- **To do**
Print every line below. Match each one exactly.
▬▬▬▬▬▬▬▬▬▬
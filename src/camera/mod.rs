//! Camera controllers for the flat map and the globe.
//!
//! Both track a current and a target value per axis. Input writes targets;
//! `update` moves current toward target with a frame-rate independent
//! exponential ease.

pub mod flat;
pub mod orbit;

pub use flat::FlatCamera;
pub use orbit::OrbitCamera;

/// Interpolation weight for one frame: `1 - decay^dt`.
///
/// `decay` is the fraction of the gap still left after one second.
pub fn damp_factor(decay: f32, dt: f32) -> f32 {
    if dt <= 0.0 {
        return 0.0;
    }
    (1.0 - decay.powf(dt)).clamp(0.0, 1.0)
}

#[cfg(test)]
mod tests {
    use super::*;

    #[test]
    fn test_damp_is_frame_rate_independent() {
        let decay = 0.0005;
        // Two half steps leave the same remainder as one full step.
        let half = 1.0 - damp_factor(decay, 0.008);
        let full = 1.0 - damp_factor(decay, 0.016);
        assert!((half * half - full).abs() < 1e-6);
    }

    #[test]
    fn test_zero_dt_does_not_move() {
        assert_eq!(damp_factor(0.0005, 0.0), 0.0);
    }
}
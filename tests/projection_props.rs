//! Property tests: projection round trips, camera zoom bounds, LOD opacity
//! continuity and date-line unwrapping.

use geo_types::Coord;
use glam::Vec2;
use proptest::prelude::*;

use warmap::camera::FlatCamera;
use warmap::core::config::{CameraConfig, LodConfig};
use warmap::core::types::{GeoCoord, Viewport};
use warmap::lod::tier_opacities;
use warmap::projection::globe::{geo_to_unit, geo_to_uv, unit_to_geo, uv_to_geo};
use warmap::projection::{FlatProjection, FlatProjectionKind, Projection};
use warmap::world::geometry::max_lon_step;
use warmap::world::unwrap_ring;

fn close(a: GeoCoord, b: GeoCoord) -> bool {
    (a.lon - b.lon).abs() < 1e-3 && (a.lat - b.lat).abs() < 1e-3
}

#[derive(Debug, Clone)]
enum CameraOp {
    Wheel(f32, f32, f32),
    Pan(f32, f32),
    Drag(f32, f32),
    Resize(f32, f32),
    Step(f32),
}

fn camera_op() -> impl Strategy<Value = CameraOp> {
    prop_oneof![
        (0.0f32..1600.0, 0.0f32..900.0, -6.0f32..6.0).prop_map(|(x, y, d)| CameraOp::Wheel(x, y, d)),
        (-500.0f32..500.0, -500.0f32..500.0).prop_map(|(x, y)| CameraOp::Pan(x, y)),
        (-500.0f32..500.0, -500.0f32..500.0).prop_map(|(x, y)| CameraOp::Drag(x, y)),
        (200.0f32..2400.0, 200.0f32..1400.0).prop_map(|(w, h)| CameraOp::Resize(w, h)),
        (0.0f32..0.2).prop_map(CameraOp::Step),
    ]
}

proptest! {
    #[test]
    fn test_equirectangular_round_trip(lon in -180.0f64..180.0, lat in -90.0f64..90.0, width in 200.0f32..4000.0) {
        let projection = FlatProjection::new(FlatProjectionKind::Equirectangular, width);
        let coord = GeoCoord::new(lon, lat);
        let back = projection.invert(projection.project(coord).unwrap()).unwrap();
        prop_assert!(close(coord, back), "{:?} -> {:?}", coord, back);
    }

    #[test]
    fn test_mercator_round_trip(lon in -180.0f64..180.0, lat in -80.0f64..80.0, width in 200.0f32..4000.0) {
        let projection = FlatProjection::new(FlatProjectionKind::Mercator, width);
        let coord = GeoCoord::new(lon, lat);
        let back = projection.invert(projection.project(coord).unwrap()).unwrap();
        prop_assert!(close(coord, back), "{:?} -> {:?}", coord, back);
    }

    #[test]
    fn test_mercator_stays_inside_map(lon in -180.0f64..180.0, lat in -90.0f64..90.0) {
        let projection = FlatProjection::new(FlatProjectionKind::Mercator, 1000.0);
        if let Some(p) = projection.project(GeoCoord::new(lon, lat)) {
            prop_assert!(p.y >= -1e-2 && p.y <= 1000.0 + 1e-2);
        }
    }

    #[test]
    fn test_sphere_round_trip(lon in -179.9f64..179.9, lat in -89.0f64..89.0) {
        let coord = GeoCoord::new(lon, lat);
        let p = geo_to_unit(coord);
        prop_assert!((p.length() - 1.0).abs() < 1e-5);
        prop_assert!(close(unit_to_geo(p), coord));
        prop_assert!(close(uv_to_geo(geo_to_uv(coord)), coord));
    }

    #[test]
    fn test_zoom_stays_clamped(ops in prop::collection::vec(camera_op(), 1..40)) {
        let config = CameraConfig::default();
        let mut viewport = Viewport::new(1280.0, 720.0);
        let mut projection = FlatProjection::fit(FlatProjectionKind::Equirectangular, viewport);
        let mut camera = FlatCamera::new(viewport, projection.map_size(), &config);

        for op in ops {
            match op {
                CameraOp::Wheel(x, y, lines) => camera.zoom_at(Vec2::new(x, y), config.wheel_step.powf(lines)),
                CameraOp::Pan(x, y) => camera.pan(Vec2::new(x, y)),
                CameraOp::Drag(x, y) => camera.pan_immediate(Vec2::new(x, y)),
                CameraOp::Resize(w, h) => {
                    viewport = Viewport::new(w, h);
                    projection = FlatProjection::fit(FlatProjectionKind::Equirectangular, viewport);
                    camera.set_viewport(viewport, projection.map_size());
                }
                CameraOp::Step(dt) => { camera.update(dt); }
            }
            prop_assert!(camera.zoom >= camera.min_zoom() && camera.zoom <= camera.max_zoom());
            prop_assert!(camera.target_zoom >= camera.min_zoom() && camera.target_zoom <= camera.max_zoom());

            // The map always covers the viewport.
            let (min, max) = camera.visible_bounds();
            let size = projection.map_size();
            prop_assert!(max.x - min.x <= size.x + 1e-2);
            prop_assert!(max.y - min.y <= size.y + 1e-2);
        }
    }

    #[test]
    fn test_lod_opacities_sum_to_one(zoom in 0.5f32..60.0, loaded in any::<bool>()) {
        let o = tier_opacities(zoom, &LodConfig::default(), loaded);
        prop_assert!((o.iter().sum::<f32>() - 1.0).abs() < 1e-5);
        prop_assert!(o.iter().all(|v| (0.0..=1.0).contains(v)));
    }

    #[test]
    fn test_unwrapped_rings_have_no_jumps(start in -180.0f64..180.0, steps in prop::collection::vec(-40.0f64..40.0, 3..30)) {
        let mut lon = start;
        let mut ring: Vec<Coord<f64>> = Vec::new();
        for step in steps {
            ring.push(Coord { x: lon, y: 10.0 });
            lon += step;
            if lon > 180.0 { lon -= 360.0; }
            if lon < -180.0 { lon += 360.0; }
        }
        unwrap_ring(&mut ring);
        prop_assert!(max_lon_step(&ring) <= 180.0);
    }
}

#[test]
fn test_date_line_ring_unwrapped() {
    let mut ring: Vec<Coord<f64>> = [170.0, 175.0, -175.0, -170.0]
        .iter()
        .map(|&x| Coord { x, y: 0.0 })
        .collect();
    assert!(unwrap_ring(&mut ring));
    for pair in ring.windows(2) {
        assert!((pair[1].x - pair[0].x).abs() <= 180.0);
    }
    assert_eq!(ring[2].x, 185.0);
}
▬▬▬▬▬▬▬▬▬▬
- **Result**
filename src/camera/mod.rs
//! Camera controllers for the flat map and the globe.
//!
//! Both track a current and a target value per axis. Input writes targets;
//! `update` moves current toward target with a frame-rate independent
//! exponential ease.

pub mod flat;
pub mod orbit;

pub use flat::FlatCamera;
pub use orbit::OrbitCamera;

/// Interpolation weight for one frame: `1 - decay^dt`.
///
/// `decay` is the fraction of the gap still left after one second.
pub fn damp_factor(decay: f32, dt: f32) -> f32 {
    if dt <= 0.0 {
        return 0.0;
    }
    (1.0 - decay.powf(dt)).clamp(0.0, 1.0)
}

#[cfg(test)]
mod tests {
    use super::*;

    #[test]
    fn test_damp_is_frame_rate_independent() {
        let decay = 0.0005;
        // Two half steps leave the same remainder as one full step.
        let half = 1.0 - damp_factor(decay, 0.008);
        let full = 1.0 - damp_factor(decay, 0.016);
        assert!((half * half - full).abs() < 1e-6);
    }

    #[test]
    fn test_zero_dt_does_not_move() {
        assert_eq!(damp_factor(0.0005, 0.0), 0.0);
    }
}
filename tests/projection_props.rs
//! Property tests: projection round trips, camera zoom bounds, LOD opacity
//! continuity and date-line unwrapping.

use geo_types::Coord;
use glam::Vec2;
use proptest::prelude::*;

use warmap::camera::FlatCamera;
use warmap::core::config::{CameraConfig, LodConfig};
use warmap::core::types::{GeoCoord, Viewport};
use warmap::lod::tier_opacities;
use warmap::projection::globe::{geo_to_unit, geo_to_uv, unit_to_geo, uv_to_geo};
use warmap::projection::{FlatProjection, FlatProjectionKind, Projection};
use warmap::world::geometry::max_lon_step;
use warmap::world::unwrap_ring;

fn close(a: GeoCoord, b: GeoCoord) -> bool {
    (a.lon - b.lon).abs() < 1e-3 && (a.lat - b.lat).abs() < 1e-3
}

#[derive(Debug, Clone)]
enum CameraOp {
    Wheel(f32, f32, f32),
    Pan(f32, f32),
    Drag(f32, f32),
    Resize(f32, f32),
    Step(f32),
}

fn camera_op() -> impl Strategy<Value = CameraOp> {
    prop_oneof![
        (0.0f32..1600.0, 0.0f32..900.0, -6.0f32..6.0).prop_map(|(x, y, d)| CameraOp::Wheel(x, y, d)),
        (-500.0f32..500.0, -500.0f32..500.0).prop_map(|(x, y)| CameraOp::Pan(x, y)),
        (-500.0f32..500.0, -500.0f32..500.0).prop_map(|(x, y)| CameraOp::Drag(x, y)),
        (200.0f32..2400.0, 200.0f32..1400.0).prop_map(|(w, h)| CameraOp::Resize(w, h)),
        (0.0f32..0.2).prop_map(CameraOp::Step),
    ]
}

proptest! {
    #[test]
    fn test_equirectangular_round_trip(lon in -180.0f64..180.0, lat in -90.0f64..90.0, width in 200.0f32..4000.0) {
        let projection = FlatProjection::new(FlatProjectionKind::Equirectangular, width);
        let coord = GeoCoord::new(lon, lat);
        let back = projection.invert(projection.project(coord).unwrap()).unwrap();
        prop_assert!(close(coord, back), "{:?} -> {:?}", coord, back);
    }

    #[test]
    fn test_mercator_round_trip(lon in -180.0f64..180.0, lat in -80.0f64..80.0, width in 200.0f32..4000.0) {
        let projection = FlatProjection::new(FlatProjectionKind::Mercator, width);
        let coord = GeoCoord::new(lon, lat);
        let back = projection.invert(projection.project(coord).unwrap()).unwrap();
        prop_assert!(close(coord, back), "{:?} -> {:?}", coord, back);
    }

    #[test]
    fn test_mercator_stays_inside_map(lon in -180.0f64..180.0, lat in -90.0f64..90.0) {
        let projection = FlatProjection::new(FlatProjectionKind::Mercator, 1000.0);
        if let Some(p) = projection.project(GeoCoord::new(lon, lat)) {
            prop_assert!(p.y >= -1e-2 && p.y <= 1000.0 + 1e-2);
        }
    }

    #[test]
    fn test_sphere_round_trip(lon in -179.9f64..179.9, lat in -89.0f64..89.0) {
        let coord = GeoCoord::new(lon, lat);
        let p = geo_to_unit(coord);
        prop_assert!((p.length() - 1.0).abs() < 1e-5);
        prop_assert!(close(unit_to_geo(p), coord));
        prop_assert!(close(uv_to_geo(geo_to_uv(coord)), coord));
    }

    #[test]
    fn test_zoom_stays_clamped(ops in prop::collection::vec(camera_op(), 1..40)) {
        let config = CameraConfig::default();
        let mut viewport = Viewport::new(1280.0, 720.0);
        let mut projection = FlatProjection::fit(FlatProjectionKind::Equirectangular, viewport);
        let mut camera = FlatCamera::new(viewport, projection.map_size(), &config);

        for op in ops {
            match op {
                CameraOp::Wheel(x, y, lines) => camera.zoom_at(Vec2::new(x, y), config.wheel_step.powf(lines)),
                CameraOp::Pan(x, y) => camera.pan(Vec2::new(x, y)),
                CameraOp::Drag(x, y) => camera.pan_immediate(Vec2::new(x, y)),
                CameraOp::Resize(w, h) => {
                    viewport = Viewport::new(w, h);
                    projection = FlatProjection::fit(FlatProjectionKind::Equirectangular, viewport);
                    camera.set_viewport(viewport, projection.map_size());
                }
                CameraOp::Step(dt) => { camera.update(dt); }
            }
            prop_assert!(camera.zoom >= camera.min_zoom() && camera.zoom <= camera.max_zoom());
            prop_assert!(camera.target_zoom >= camera.min_zoom() && camera.target_zoom <= camera.max_zoom());

            // The map always covers the viewport.
            let (min, max) = camera.visible_bounds();
            let size = projection.map_size();
            prop_assert!(max.x - min.x <= size.x + 1e-2);
            prop_assert!(max.y - min.y <= size.y + 1e-2);
        }
    }

    #[test]
    fn test_lod_opacities_sum_to_one(zoom in 0.5f32..60.0, loaded in any::<bool>()) {
        let o = tier_opacities(zoom, &LodConfig::default(), loaded);
        prop_assert!((o.iter().sum::<f32>() - 1.0).abs() < 1e-5);
        prop_assert!(o.iter().all(|v| (0.0..=1.0).contains(v)));
    }

    #[test]
    fn test_unwrapped_rings_have_no_jumps(start in -180.0f64..180.0, steps in prop::collection::vec(-40.0f64..40.0, 3..30)) {
        let mut lon = start;
        let mut ring: Vec<Coord<f64>> = Vec::new();
        for step in steps {
            ring.push(Coord { x: lon, y: 10.0 });
            lon += step;
            if lon > 180.0 { lon -= 360.0; }
            if lon < -180.0 { lon += 360.0; }
        }
        unwrap_ring(&mut ring);
        prop_assert!(max_lon_step(&ring) <= 180.0);
    }
}

#[test]
fn test_date_line_ring_unwrapped() {
    let mut ring: Vec<Coord<f64>> = [170.0, 175.0, -175.0, -170.0]
        .iter()
        .map(|&x| Coord { x, y: 0.0 })
        .collect();
    assert!(unwrap_ring(&mut ring));
    for pair in ring.windows(2) {
        assert!((pair[1].x - pair[0].x).abs() <= 180.0);
    }
    assert_eq!(ring[2].x, 185.0);
}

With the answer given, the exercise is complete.